▶ **Source data**:
#[cfg(feature = "proj")]
use anyhow::Context;
use geo::{BoundingRect, Centroid, Coord, Intersects, Point, Polygon, Rect};
use serde::{Deserialize, Serialize};

use crate::commons::basic_functions::{deg_to_m_lat, deg_to_m_lon};
use crate::error::LstError;

/// EPSG code of geographic lon/lat coordinates (WGS 84)
pub const WGS84_EPSG: i32 = 4326;

/// Base struct for CRS handling
/// Every region handled by the crate is expressed in EPSG:4326; scenes carry their own CRS
/// (usually a UTM zone) and GeoCore bridges the two.
#[derive(Debug, Clone)]
pub struct GeoCore {
    /// EPSG code
    pub epsg: i32,
}

impl GeoCore {
    /// Create a new GeoCore with EPSG
    pub fn new(epsg: i32) -> Self {
        GeoCore { epsg }
    }

    /// Set EPSG code
    pub fn set_epsg(&mut self, epsg: i32) {
        self.epsg = epsg;
    }

    /// Whether this CRS is plain lon/lat, needing no projection
    pub fn is_wgs84(&self) -> bool {
        self.epsg == WGS84_EPSG
    }

    /// Get a Proj instance converting lon/lat (EPSG:4326) into this CRS
    #[cfg(feature = "proj")]
    pub fn from_wgs84(&self) -> anyhow::Result<proj::Proj> {
        let from_crs = format!("EPSG:{}", WGS84_EPSG);
        let to_crs = format!("EPSG:{}", self.epsg);
        proj::Proj::new_known_crs(&from_crs, &to_crs, None)
            .with_context(|| format!("Failed to create Proj from {} to {}", from_crs, to_crs))
    }
}

impl Default for GeoCore {
    fn default() -> Self {
        GeoCore::new(WGS84_EPSG)
    }
}

/// Bounding box structure
#[derive(Debug, Clone, Copy, PartialEq, Serialize, Deserialize)]
pub struct BoundingBox {
    pub min_x: f64, // min longitude
    pub min_y: f64, // min latitude
    pub max_x: f64, // max longitude
    pub max_y: f64, // max latitude
}

impl BoundingBox {
    pub fn new(min_x: f64, min_y: f64, max_x: f64, max_y: f64) -> Self {
        BoundingBox {
            min_x,
            min_y,
            max_x,
            max_y,
        }
    }

    /// Build from `[min_x, min_y, max_x, max_y]`
    pub fn from_array(coords: [f64; 4]) -> Self {
        BoundingBox::new(coords[0], coords[1], coords[2], coords[3])
    }

    pub fn to_array(&self) -> [f64; 4] {
        [self.min_x, self.min_y, self.max_x, self.max_y]
    }

    /// Check that the box is finite and non-degenerate
    pub fn validate(&self) -> Result<(), LstError> {
        let finite = self.to_array().iter().all(|v| v.is_finite());
        if !finite || self.min_x >= self.max_x || self.min_y >= self.max_y {
            return Err(LstError::InvalidRegion(format!(
                "bounding box must satisfy min < max, got {:?}",
                self.to_array()
            )));
        }
        Ok(())
    }

    /// Closed containment test
    pub fn contains(&self, x: f64, y: f64) -> bool {
        x >= self.min_x && x <= self.max_x && y >= self.min_y && y <= self.max_y
    }

    pub fn intersects(&self, other: &BoundingBox) -> bool {
        self.min_x <= other.max_x
            && other.min_x <= self.max_x
            && self.min_y <= other.max_y
            && other.min_y <= self.max_y
    }

    pub fn center(&self) -> (f64, f64) {
        (
            (self.min_x + self.max_x) / 2.0,
            (self.min_y + self.max_y) / 2.0,
        )
    }

    /// Approximate east-west extent in metres
    pub fn width_m(&self) -> f64 {
        let (_, lat_center) = self.center();
        (self.max_x - self.min_x) * deg_to_m_lon(lat_center)
    }

    /// Approximate north-south extent in metres
    pub fn height_m(&self) -> f64 {
        (self.max_y - self.min_y) * deg_to_m_lat()
    }

    pub fn to_polygon(&self) -> Polygon<f64> {
        Rect::new(
            geo::coord! { x: self.min_x, y: self.min_y },
            geo::coord! { x: self.max_x, y: self.max_y },
        )
        .to_polygon()
    }
}

impl From<Rect<f64>> for BoundingBox {
    fn from(rect: Rect<f64>) -> Self {
        BoundingBox::new(rect.min().x, rect.min().y, rect.max().x, rect.max().y)
    }
}

/// Region of interest: the fixed rectangle, or a polygon drawn by the user.
/// Coordinates are lon/lat (EPSG:4326).
#[derive(Debug, Clone, PartialEq, Serialize, Deserialize)]
pub enum Region {
    Rectangle(BoundingBox),
    Drawn(Polygon<f64>),
}

impl Region {
    /// Build a drawn region, rejecting degenerate polygons
    pub fn drawn(polygon: Polygon<f64>) -> Result<Self, LstError> {
        let region = Region::Drawn(polygon);
        region.validate()?;
        Ok(region)
    }

    pub fn validate(&self) -> Result<(), LstError> {
        match self {
            Region::Rectangle(bbox) => bbox.validate(),
            Region::Drawn(polygon) => {
                let exterior: Vec<Coord<f64>> = polygon.exterior().coords().copied().collect();
                if exterior.iter().any(|c| !c.x.is_finite() || !c.y.is_finite()) {
                    return Err(LstError::InvalidRegion(
                        "polygon has non-finite coordinates".to_string(),
                    ));
                }
                // A closed ring repeats its first vertex
                if exterior.len() < 4 {
                    return Err(LstError::InvalidRegion(format!(
                        "polygon needs at least 3 vertices, got {}",
                        exterior.len().saturating_sub(1)
                    )));
                }
                self.bounds()?.validate()
            }
        }
    }

    pub fn bounds(&self) -> Result<BoundingBox, LstError> {
        match self {
            Region::Rectangle(bbox) => Ok(*bbox),
            Region::Drawn(polygon) => polygon
                .bounding_rect()
                .map(BoundingBox::from)
                .ok_or_else(|| LstError::InvalidRegion("polygon has no vertices".to_string())),
        }
    }

    pub fn polygon(&self) -> Polygon<f64> {
        match self {
            Region::Rectangle(bbox) => bbox.to_polygon(),
            Region::Drawn(polygon) => polygon.clone(),
        }
    }

    /// Whether a lon/lat point (typically a pixel center) falls inside the region
    pub fn contains(&self, lon: f64, lat: f64) -> bool {
        match self {
            Region::Rectangle(bbox) => bbox.contains(lon, lat),
            Region::Drawn(polygon) => polygon.intersects(&Point::new(lon, lat)),
        }
    }

    pub fn centroid(&self) -> Option<Point<f64>> {
        match self {
            Region::Rectangle(bbox) => {
                let (x, y) = bbox.center();
                Some(Point::new(x, y))
            }
            Region::Drawn(polygon) => polygon.centroid(),
        }
    }

    pub fn is_drawn(&self) -> bool {
        matches!(self, Region::Drawn(_))
    }

    pub fn to_geojson(&self) -> geojson::Geometry {
        geojson::Geometry::new(geojson::Value::from(&self.polygon()))
    }
}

▶ **About this exercise**: Copy every line of the records above that holds the word "anyhow".

▶ **Solved problem**:
use anyhow::Context;
    pub fn from_wgs84(&self) -> anyhow::Result<proj::Proj> {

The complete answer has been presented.